**Brief**: Please report how many lines in these records contain the string "ignored", and give nothing besides the number.

**Recorded information**:

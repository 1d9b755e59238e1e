//! Progress reporting for long-running analysis.
//!
//! Every stage of the pipeline reports [`ProgressEvent`]s through a
//! [`ProgressReporter`]. The event's `fraction` is overall progress across
//! the whole analysis: each stage owns a fixed band of `[0, 1]` (see
//! [`stage_band`]) and the geodesic stage subdivides its band per meridian.
//!
//! Three reporters are provided:
//! - [`NoOpProgressReporter`] for blocking callers that ignore progress
//! - [`CallbackProgressReporter`] wrapping a closure
//! - [`ChannelProgressReporter`] forwarding events over an `mpsc` channel,
//!   consumed as a blocking iterator by background jobs
//!
//! # Example
//!
//! ```
//! use cup_wear::progress::{progress_channel, ProgressReporter, ProgressEvent};
//! use cup_wear::PipelineStage;
//!
//! let (reporter, events) = progress_channel();
//! reporter.report(&ProgressEvent::within(PipelineStage::SphereFit, 1.0, "fitted"));
//! drop(reporter);
//!
//! let all: Vec<_> = events.iter().collect();
//! assert_eq!(all.len(), 1);
//! assert_eq!(all[0].stage, PipelineStage::SphereFit);
//! ```

use std::sync::mpsc::{self, Receiver, Sender};
use std::time::Instant;

use tracing::trace;

use crate::pipeline::PipelineStage;

/// One progress update.
#[derive(Debug, Clone, PartialEq)]
pub struct ProgressEvent {
    /// Stage that is currently running.
    pub stage: PipelineStage,

    /// Overall progress in `[0, 1]`.
    pub fraction: f64,

    /// Human-readable message.
    pub message: String,
}

impl ProgressEvent {
    /// Create an event with an overall fraction.
    pub fn new(stage: PipelineStage, fraction: f64, message: impl Into<String>) -> Self {
        Self {
            stage,
            fraction: fraction.clamp(0.0, 1.0),
            message: message.into(),
        }
    }

    /// Create an event from progress within a stage, mapped into the stage's band.
    pub fn within(stage: PipelineStage, local_fraction: f64, message: impl Into<String>) -> Self {
        let (start, end) = stage_band(stage);
        let local = if local_fraction.is_finite() {
            local_fraction.clamp(0.0, 1.0)
        } else {
            0.0
        };
        Self::new(stage, start + (end - start) * local, message)
    }

    /// Overall progress as a percentage (0 to 100).
    #[inline]
    pub fn percent(&self) -> u32 {
        (self.fraction * 100.0).round() as u32
    }

    /// Check if this event marks the end of the analysis.
    #[inline]
    pub fn is_complete(&self) -> bool {
        self.fraction >= 1.0
    }
}

/// The slice of overall progress owned by a stage.
pub fn stage_band(stage: PipelineStage) -> (f64, f64) {
    match stage {
        PipelineStage::Idle => (0.0, 0.0),
        PipelineStage::Separated => (0.0, 0.10),
        PipelineStage::Trimmed => (0.10, 0.15),
        PipelineStage::SphereFit => (0.15, 0.25),
        PipelineStage::EllipsoidFit => (0.25, 0.30),
        PipelineStage::GraphBuilt => (0.30, 0.35),
        PipelineStage::GeodesicsComputed => (0.35, 0.85),
        PipelineStage::DeviationsAnalyzed => (0.85, 0.92),
        PipelineStage::VolumesComputed => (0.92, 1.0),
    }
}

/// Trait for operations that can report progress.
pub trait ProgressReporter {
    /// Report a progress update.
    fn report(&self, event: &ProgressEvent);
}

/// A no-op progress reporter that does nothing.
#[derive(Debug, Clone, Copy, Default)]
pub struct NoOpProgressReporter;

impl ProgressReporter for NoOpProgressReporter {
    #[inline]
    fn report(&self, _event: &ProgressEvent) {}
}

/// Callback function for progress reporting.
pub type ProgressCallback = Box<dyn Fn(&ProgressEvent) + Send + Sync>;

/// A progress reporter that calls a callback.
pub struct CallbackProgressReporter<'a> {
    callback: &'a ProgressCallback,
    start_time: Instant,
}

impl<'a> CallbackProgressReporter<'a> {
    /// Create a new callback reporter.
    pub fn new(callback: &'a ProgressCallback) -> Self {
        Self {
            callback,
            start_time: Instant::now(),
        }
    }
}

impl ProgressReporter for CallbackProgressReporter<'_> {
    fn report(&self, event: &ProgressEvent) {
        trace!(
            target: "cup_wear::progress",
            stage = %event.stage,
            percent = event.percent(),
            elapsed_ms = format!("{:.1}", self.start_time.elapsed().as_secs_f64() * 1000.0),
            "{}",
            event.message
        );
        (self.callback)(event);
    }
}

/// A progress reporter that forwards events into a channel.
///
/// Send failures are ignored: a consumer that dropped its receiver simply
/// stops receiving updates, the work itself continues.
#[derive(Debug, Clone)]
pub struct ChannelProgressReporter {
    sender: Sender<ProgressEvent>,
}

impl ChannelProgressReporter {
    /// Wrap an existing sender.
    pub fn new(sender: Sender<ProgressEvent>) -> Self {
        Self { sender }
    }
}

impl ProgressReporter for ChannelProgressReporter {
    fn report(&self, event: &ProgressEvent) {
        trace!(
            target: "cup_wear::progress",
            stage = %event.stage,
            percent = event.percent(),
            "{}",
            event.message
        );
        let _ = self.sender.send(event.clone());
    }
}

/// Create a channel reporter and the receiving end of its events.
///
/// The receiver's `iter()` blocks until the next event and ends once every
/// reporter clone has been dropped.
pub fn progress_channel() -> (ChannelProgressReporter, Receiver<ProgressEvent>) {
    let (sender, receiver) = mpsc::channel();
    (ChannelProgressReporter::new(sender), receiver)
}

#[cfg(test)]
mod tests {
    use super::*;
    use std::sync::atomic::{AtomicU32, Ordering};
    use std::sync::Arc;

    const STAGES: [PipelineStage; 8] = [
        PipelineStage::Separated,
        PipelineStage::Trimmed,
        PipelineStage::SphereFit,
        PipelineStage::EllipsoidFit,
        PipelineStage::GraphBuilt,
        PipelineStage::GeodesicsComputed,
        PipelineStage::DeviationsAnalyzed,
        PipelineStage::VolumesComputed,
    ];

    #[test]
    fn test_bands_tile_unit_interval() {
        let mut previous_end = 0.0;
        for stage in STAGES {
            let (start, end) = stage_band(stage);
            assert!((start - previous_end).abs() < 1e-12, "gap before {}", stage);
            assert!(end > start);
            previous_end = end;
        }
        assert!((previous_end - 1.0).abs() < 1e-12);
    }

    #[test]
    fn test_event_within_band() {
        let e = ProgressEvent::within(PipelineStage::GeodesicsComputed, 0.5, "half");
        assert!((e.fraction - 0.6).abs() < 1e-12);
        assert_eq!(e.percent(), 60);

        let clamped = ProgressEvent::within(PipelineStage::Trimmed, 7.0, "over");
        assert!((clamped.fraction - 0.15).abs() < 1e-12);

        let nan = ProgressEvent::within(PipelineStage::Trimmed, f64::NAN, "nan");
        assert!((nan.fraction - 0.10).abs() < 1e-12);
    }

    #[test]
    fn test_final_event_is_complete() {
        let e = ProgressEvent::within(PipelineStage::VolumesComputed, 1.0, "done");
        assert!(e.is_complete());
        assert!(!ProgressEvent::within(PipelineStage::SphereFit, 1.0, "fit").is_complete());
    }

    #[test]
    fn test_noop_progress_reporter() {
        let reporter = NoOpProgressReporter;
        reporter.report(&ProgressEvent::new(PipelineStage::Separated, 0.5, "test"));
    }

    #[test]
    fn test_callback_progress_reporter() {
        let counter = Arc::new(AtomicU32::new(0));
        let counter_clone = counter.clone();

        let callback: ProgressCallback = Box::new(move |_e| {
            counter_clone.fetch_add(1, Ordering::SeqCst);
        });

        let reporter = CallbackProgressReporter::new(&callback);
        reporter.report(&ProgressEvent::new(PipelineStage::Separated, 0.1, "a"));
        reporter.report(&ProgressEvent::new(PipelineStage::Trimmed, 0.2, "b"));

        assert_eq!(counter.load(Ordering::SeqCst), 2);
    }

    #[test]
    fn test_channel_reporter_closes_with_sender() {
        let (reporter, events) = progress_channel();
        let clone = reporter.clone();
        reporter.report(&ProgressEvent::new(PipelineStage::Separated, 0.1, "a"));
        clone.report(&ProgressEvent::new(PipelineStage::Trimmed, 0.2, "b"));
        drop(reporter);
        drop(clone);

        let messages: Vec<String> = events.iter().map(|e| e.message).collect();
        assert_eq!(messages, vec!["a", "b"]);
    }

    #[test]
    fn test_channel_reporter_survives_dropped_receiver() {
        let (reporter, events) = progress_channel();
        drop(events);
        reporter.report(&ProgressEvent::new(PipelineStage::Separated, 0.1, "ignored"));
    }
}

**Solution for this task**: 2